It’s 9 AM in Tarpum Bay. The sun shines, the sea is calm, and the bird that lives in the guava tree is singing his melodious and complicated song. “It’s a ‘treasure bird’ “, Kervin tells me. “No,” Brenda says, scornfully. “Kervin, it’s a TRASHER”.
An argument follows: “Brenda, you don’t know nothin’.”
“Kervin, I does know my birds. What do you know, anyway? Nothing but FISH.”
I’m at my computer, so I Google. Nothing for ‘treasure bird’. Nothing for ‘trasher’ either, but Google asks, “Did you mean thrasher?” We look at the photos. Yep — that’s what we meant.
At any rate, the bird’s song is indeed beautiful and despite Google, Kervin probably has the correct description — the bird is indeed a treasure. It’s brightening this perfect March morning as I sit on the deck, watching the sea and the children in their navy and white uniforms heading off to elementary school.
Brenda’s plan for today is to cook a feast, a farewell dinner for me. “You don’t worry, Miss Judith,” she tells me, “you will like everything.”
I know I will: Eleuthera is carbohydrate heaven.

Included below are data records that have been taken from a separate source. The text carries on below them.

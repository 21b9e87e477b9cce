use std::fmt;
use std::sync::Arc;
use std::time::Duration;

use reqwest::{header, Method, StatusCode};
use serde::de::DeserializeOwned;
use serde_json::{json, Value as JsonValue};
use tokio::time::sleep;

use crate::{
    error::parse_retry_after,
    logs::Logs,
    options::env_var,
    types::{
        Bans, CommandLog, CommandResponse, JoinLog, KillLog, ModCall, Player, RadioCall, Robbery,
        ServerStatus, Vehicle,
    },
    ClientOptions, ErlcError, Result, TokenBucket,
};

/// Production API root.
pub const DEFAULT_BASE_URL: &str = "https://api.policeroleplay.community/v1";

/// Header carrying the private server key.
const SERVER_KEY_HEADER: &str = "Server-Key";

const DEFAULT_RETRY_AFTER: Duration = Duration::from_secs(1);
const SERVER_UNAVAILABLE_MESSAGE: &str = "Server data temporarily unavailable";

#[derive(Clone)]
/// HTTP client for the ER:LC private server API.
///
/// Clones share the same rate limiter.
pub struct ErlcClient {
    http: reqwest::Client,
    base_url: String,
    api_key: String,
    options: ClientOptions,
    limiter: Option<Arc<TokenBucket>>,
}

impl fmt::Debug for ErlcClient {
    fn fmt(&self, f: &mut fmt::Formatter<'_>) -> fmt::Result {
        f.debug_struct("ErlcClient")
            .field("base_url", &self.base_url)
            .field("api_key", &"<redacted>")
            .field("options", &self.options)
            .finish()
    }
}

impl ErlcClient {
    /// Creates a client for the production API with default options.
    ///
    /// Fails if `api_key` is empty.
    pub fn new(api_key: impl Into<String>) -> Result<Self> {
        Self::with_base_url(DEFAULT_BASE_URL, api_key)
    }

    /// Creates a client against a custom API root, e.g. a proxy or mock server.
    pub fn with_base_url(base_url: impl Into<String>, api_key: impl Into<String>) -> Result<Self> {
        let api_key = api_key.into();
        if api_key.trim().is_empty() {
            return Err(ErlcError::Validation("API key is required".to_owned()));
        }
        let options = ClientOptions::default();
        Ok(Self {
            http: reqwest::Client::new(),
            base_url: base_url.into().trim_end_matches('/').to_owned(),
            api_key,
            limiter: TokenBucket::from_mode(&options.rate_limit).map(Arc::new),
            options,
        })
    }

    /// Creates a client from environment variables.
    ///
    /// Reads:
    /// - `ERLC_API_KEY` — private server key (required)
    /// - `ERLC_BASE_URL` — API root, defaults to [`DEFAULT_BASE_URL`]
    /// - `ERLC_RATE_LIMIT`, `ERLC_MAX_RETRIES`, `ERLC_TIMEOUT_MS` — see
    ///   [`ClientOptions::from_env`]
    ///
    /// # Example
    ///
    /// ```no_run
    /// use erlc_http::ErlcClient;
    ///
    /// let client = ErlcClient::from_env().expect("missing ERLC_API_KEY");
    /// ```
    pub fn from_env() -> Result<Self> {
        let api_key = env_var("ERLC_API_KEY").ok_or_else(|| {
            ErlcError::Validation("missing ERLC_API_KEY environment variable".to_owned())
        })?;
        let base_url = env_var("ERLC_BASE_URL").unwrap_or_else(|| DEFAULT_BASE_URL.to_owned());
        let options = ClientOptions::from_env()?;
        Ok(Self::with_base_url(base_url, api_key)?.with_options(options))
    }

    /// Applies rate limiting, timeout and retry options.
    ///
    /// Replaces the rate limiter, so clones made earlier keep the old one.
    pub fn with_options(mut self, opts: ClientOptions) -> Self {
        self.limiter = TokenBucket::from_mode(&opts.rate_limit).map(Arc::new);
        self.options = opts;
        self
    }

    /// Options currently in effect.
    pub fn options(&self) -> &ClientOptions {
        &self.options
    }

    /// The admission gate, absent when rate limiting is disabled.
    pub fn rate_limiter(&self) -> Option<&TokenBucket> {
        self.limiter.as_deref()
    }

    /// Groups the log endpoints.
    pub fn logs(&self) -> Logs<'_> {
        Logs::new(self)
    }

    /// Server name, owners, player counts and join key (`/server`).
    pub async fn server(&self) -> Result<ServerStatus> {
        let value = self.request(Method::GET, "/server", None).await?;
        decode::<Option<ServerStatus>>("/server", value)?
            .ok_or_else(|| ErlcError::Decode("empty response for /server".to_owned()))
    }

    /// Players currently in the server (`/server/players`).
    pub async fn players(&self) -> Result<Vec<Player>> {
        self.get_list("/server/players").await
    }

    /// User IDs waiting to join (`/server/queue`).
    pub async fn queue(&self) -> Result<Vec<u64>> {
        self.get_list("/server/queue").await
    }

    /// Banned players keyed by user ID (`/server/bans`).
    pub async fn bans(&self) -> Result<Bans> {
        let value = self.request(Method::GET, "/server/bans", None).await?;
        Ok(decode::<Option<Bans>>("/server/bans", value)?.unwrap_or_default())
    }

    /// Vehicles spawned in the server (`/server/vehicles`).
    pub async fn vehicles(&self) -> Result<Vec<Vehicle>> {
        self.get_list("/server/vehicles").await
    }

    /// Robbery locations and their alarm state (`/server/robberies`).
    pub async fn robberies(&self) -> Result<Vec<Robbery>> {
        self.get_list("/server/robberies").await
    }

    /// Recent kills (`/server/killlogs`).
    pub async fn kill_logs(&self) -> Result<Vec<KillLog>> {
        self.get_list("/server/killlogs").await
    }

    /// Recent admin commands (`/server/commandlogs`).
    pub async fn command_logs(&self) -> Result<Vec<CommandLog>> {
        self.get_list("/server/commandlogs").await
    }

    /// Recent moderator calls (`/server/modcalls`).
    pub async fn mod_calls(&self) -> Result<Vec<ModCall>> {
        self.get_list("/server/modcalls").await
    }

    /// Recent radio calls (`/server/radiocalls`).
    pub async fn radio_calls(&self) -> Result<Vec<RadioCall>> {
        self.get_list("/server/radiocalls").await
    }

    /// Recent joins and leaves (`/server/joinlogs`).
    pub async fn join_logs(&self) -> Result<Vec<JoinLog>> {
        self.get_list("/server/joinlogs").await
    }

    /// Runs an in-game admin command, e.g. `":h Hello"`.
    ///
    /// An empty command is rejected before the rate limiter is touched.
    pub async fn execute_command(&self, command: &str) -> Result<CommandResponse> {
        if command.trim().is_empty() {
            return Err(ErlcError::Validation(
                "command must be a non-empty string".to_owned(),
            ));
        }
        let body = json!({ "command": command });
        let value = self
            .request(Method::POST, "/server/command", Some(&body))
            .await?;
        Ok(decode::<Option<CommandResponse>>("/server/command", value)?.unwrap_or_default())
    }

    /// Performs one API call and returns the parsed body.
    ///
    /// Every attempt takes a token from the rate limiter. `429` responses
    /// are retried up to `max_retries` times after the `Retry-After` delay.
    /// An empty success body yields `null`; a non-JSON one is wrapped as
    /// `{"message": <text>}`.
    pub async fn request(
        &self,
        method: Method,
        path: &str,
        body: Option<&JsonValue>,
    ) -> Result<JsonValue> {
        let url = format!("{}{}", self.base_url, path);
        let mut attempt = 0usize;
        loop {
            if let Some(limiter) = &self.limiter {
                limiter.acquire().await;
            }

            let mut request = self
                .http
                .request(method.clone(), &url)
                .header(SERVER_KEY_HEADER, &self.api_key)
                .header(header::ACCEPT, "application/json")
                .header(header::CONTENT_TYPE, "application/json")
                .timeout(Duration::from_millis(self.options.timeout_ms));
            if let Some(body) = body {
                request = request.json(body);
            }

            let response = request.send().await.map_err(classify_transport)?;
            let status = response.status();
            let retry_after = response
                .headers()
                .get(header::RETRY_AFTER)
                .and_then(|value| value.to_str().ok())
                .map(str::to_owned);
            let text = response.text().await.map_err(classify_transport)?;

            if status.is_success() {
                return Ok(parse_success_body(&text));
            }

            if status == StatusCode::TOO_MANY_REQUESTS {
                if attempt < self.options.max_retries {
                    let delay = retry_after
                        .as_deref()
                        .and_then(parse_retry_after)
                        .unwrap_or(DEFAULT_RETRY_AFTER);

                    #[cfg(feature = "tracing")]
                    tracing::debug!(
                        "{} {} rate limited, retry {} after {} ms",
                        method,
                        path,
                        attempt + 1,
                        delay.as_millis()
                    );

                    sleep(delay).await;
                    attempt += 1;
                    continue;
                }

                let body = parse_error_body(&text);
                return Err(ErlcError::RateLimited {
                    message: body
                        .message
                        .unwrap_or_else(|| "Rate limit exceeded".to_owned()),
                    retry_after,
                });
            }

            #[cfg(feature = "tracing")]
            tracing::debug!("{} {} failed with status {}", method, path, status);

            return Err(classify_status(status, path, &text));
        }
    }

    async fn get_list<T: DeserializeOwned>(&self, path: &str) -> Result<Vec<T>> {
        let value = self.request(Method::GET, path, None).await?;
        Ok(decode::<Option<Vec<T>>>(path, value)?.unwrap_or_default())
    }
}

fn decode<T: DeserializeOwned>(path: &str, value: JsonValue) -> Result<T> {
    serde_json::from_value(value)
        .map_err(|err| ErlcError::Decode(format!("invalid response for {path}: {err}")))
}

fn classify_transport(err: reqwest::Error) -> ErlcError {
    if err.is_timeout() {
        ErlcError::timeout()
    } else {
        ErlcError::network(&err)
    }
}

fn parse_success_body(text: &str) -> JsonValue {
    if text.trim().is_empty() {
        return JsonValue::Null;
    }
    serde_json::from_str(text).unwrap_or_else(|_| json!({ "message": text }))
}

#[derive(Debug, Default, PartialEq)]
struct ErrorBody {
    message: Option<String>,
    detail: Option<String>,
}

/// Extracts `message` and `error`/`code` from an error body, falling back
/// to the raw text as the message.
fn parse_error_body(text: &str) -> ErrorBody {
    let raw = text.trim();
    if raw.is_empty() {
        return ErrorBody::default();
    }
    match serde_json::from_str::<JsonValue>(raw) {
        Ok(JsonValue::Object(map)) => ErrorBody {
            message: map.get("message").map(json_to_text),
            detail: map
                .get("error")
                .or_else(|| map.get("code"))
                .map(json_to_text),
        },
        Ok(JsonValue::String(message)) => ErrorBody {
            message: Some(message),
            detail: None,
        },
        _ => ErrorBody {
            message: Some(raw.to_owned()),
            detail: None,
        },
    }
}

fn json_to_text(value: &JsonValue) -> String {
    match value {
        JsonValue::String(text) => text.clone(),
        other => other.to_string(),
    }
}

fn classify_status(status: StatusCode, path: &str, text: &str) -> ErlcError {
    let ErrorBody { message, detail } = parse_error_body(text);
    match status {
        StatusCode::BAD_REQUEST => ErlcError::Api {
            status: 400,
            message: format!(
                "Bad request: {}",
                message.as_deref().unwrap_or("Unknown error")
            ),
            detail,
        },
        StatusCode::FORBIDDEN => ErlcError::Authentication,
        StatusCode::NOT_FOUND => ErlcError::Api {
            status: 404,
            message: format!("Not found: {path}"),
            detail,
        },
        StatusCode::INTERNAL_SERVER_ERROR => ErlcError::Api {
            status: 500,
            message: format!(
                "Internal server error: {}",
                message.as_deref().unwrap_or("Unknown error")
            ),
            detail,
        },
        StatusCode::SERVICE_UNAVAILABLE => ErlcError::ServerUnavailable {
            message: message.unwrap_or_else(|| SERVER_UNAVAILABLE_MESSAGE.to_owned()),
        },
        other => ErlcError::Api {
            status: other.as_u16(),
            message: message.unwrap_or_else(|| {
                other
                    .canonical_reason()
                    .map(str::to_owned)
                    .unwrap_or_else(|| format!("HTTP {}", other.as_u16()))
            }),
            detail,
        },
    }
}

#[cfg(test)]
mod tests {
    use reqwest::StatusCode;
    use serde_json::json;

    use super::{classify_status, parse_error_body, parse_success_body, ErlcClient};
    use crate::ErlcError;

    #[test]
    fn rejects_empty_api_key() {
        let err = ErlcClient::new("  ").expect_err("empty key must fail");
        assert!(matches!(err, ErlcError::Validation(_)));
    }

    #[test]
    fn debug_redacts_api_key() {
        let client = ErlcClient::new("secret-key").unwrap();
        let debug = format!("{client:?}");
        assert!(debug.contains("<redacted>"));
        assert!(!debug.contains("secret-key"));
    }

    #[test]
    fn success_body_parsing() {
        assert_eq!(parse_success_body(""), serde_json::Value::Null);
        assert_eq!(parse_success_body("{\"a\":1}"), json!({"a": 1}));
        assert_eq!(parse_success_body("ok"), json!({"message": "ok"}));
    }

    #[test]
    fn error_body_prefers_json_fields() {
        let body = parse_error_body(r#"{"message":"bad command","error":"E_CMD"}"#);
        assert_eq!(body.message.as_deref(), Some("bad command"));
        assert_eq!(body.detail.as_deref(), Some("E_CMD"));

        let body = parse_error_body(r#"{"message":"nope","code":4001}"#);
        assert_eq!(body.detail.as_deref(), Some("4001"));

        let body = parse_error_body("plain failure");
        assert_eq!(body.message.as_deref(), Some("plain failure"));
        assert_eq!(body.detail, None);
    }

    #[test]
    fn forbidden_ignores_body() {
        let err = classify_status(StatusCode::FORBIDDEN, "/server", r#"{"message":"x"}"#);
        assert!(matches!(err, ErlcError::Authentication));
    }

    #[test]
    fn unclassified_status_keeps_raw_code() {
        let err = classify_status(StatusCode::IM_A_TEAPOT, "/server", "");
        assert_eq!(err.status(), Some(418));
        assert_eq!(err.message(), "I'm a teapot");
    }
}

She explains the menu: fried red snapper, baked macaroni and cheese, yellow rice, pork chops, slaw, and vegetables. In addition (there’s more???), Lynn is constructing her version of the Coconut Lane Cake we experienced on our trip to Spanish Wells— and that involves a cookie-crumb crust, and mounds of fresh sweet whipped cream.
All of this is an all-day project, of course. Brenda and Kervin are both excellent cooks, but Kervin is critical. He comes by our house about noon to offer suggestions. “Brenda”, he says, “Number One, you is too slow. Number Two, you use too much salt. Number Three,” he examines the mound of finely chopped vegetables, “You chop too big. Number Four…” He tapers off, sensing the mutinous gaze of the three women in the room. “I be back later.”

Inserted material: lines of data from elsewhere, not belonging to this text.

//! `erlc-http` is an async HTTP client for the ER:LC private server API.
//!
//! Every call goes through one request pipeline:
//! - a token bucket ([`TokenBucket`]) that throttles request starts,
//! - a single HTTP attempt with a per-attempt timeout,
//! - bounded retries on `429 Too Many Requests`,
//! - classification of failures into [`ErlcError`].
//!
//! Typed accessors such as [`ErlcClient::players`] and
//! [`ErlcClient::execute_command`] sit on top of [`ErlcClient::request`].

mod client;
mod error;
mod logs;
mod options;
mod rate_limit;
mod types;

pub use client::{ErlcClient, DEFAULT_BASE_URL};
pub use error::{ErlcError, AUTHENTICATION_MESSAGE};
pub use logs::Logs;
pub use options::{ClientOptions, RateLimitMode};
pub use rate_limit::{TokenBucket, AUTO_CAPACITY, AUTO_REFILL_PER_MS};
pub use reqwest::Method;
pub use types::{
    Bans, CommandLog, CommandResponse, JoinLog, KillLog, ModCall, Player, RadioCall, Robbery,
    ServerStatus, Vehicle,
};

pub type Result<T> = std::result::Result<T, ErlcError>;
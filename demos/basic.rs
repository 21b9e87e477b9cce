use erlc_http::{ErlcClient, ErlcError};

#[tokio::main]
async fn main() -> anyhow::Result<()> {
    let client = ErlcClient::from_env()?;

    let status = client.server().await?;
    println!(
        "{}: {}/{} players",
        status.name, status.current_players, status.max_players
    );

    for player in client.players().await? {
        println!("{} ({:?}) on {:?}", player.name(), player.user_id(), player.team);
    }

    match client.execute_command(":h Hello from erlc-http").await {
        Ok(ack) => println!("command sent: {:?}", ack.message),
        Err(ErlcError::RateLimited { retry_after, .. }) => {
            println!("rate limited, retry after {retry_after:?}")
        }
        Err(err) => return Err(err.into()),
    }

    Ok(())
}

‘Later’, of course, does not mean dinner hour for Kervin. At 5:30 we are all assembled — the grandchildren, Brenda, Lynn and I. But no Kervin. “He fixing the car,” Po explains.
And so we gather for the feast…and it is indeed wonderful. Brenda gives me an elegant necklace with a red coral pendant and black beads, and we cry a little: I won’t be back again until next year.
Kervin interrupts any sentimentality with his explosive entrance. He’s followed close behind by his grown son, Calvin, and Calvin is followed by Brenda’s grown son Tario — feasts, after all, are for family. The mound of food rapidly diminishes and we are left with only a few vegetables and a pile of fish bones.
And me, I am left with memories of warm and friendly people, sunshiny days, a treasure of bird song, and a lovely red coral necklace.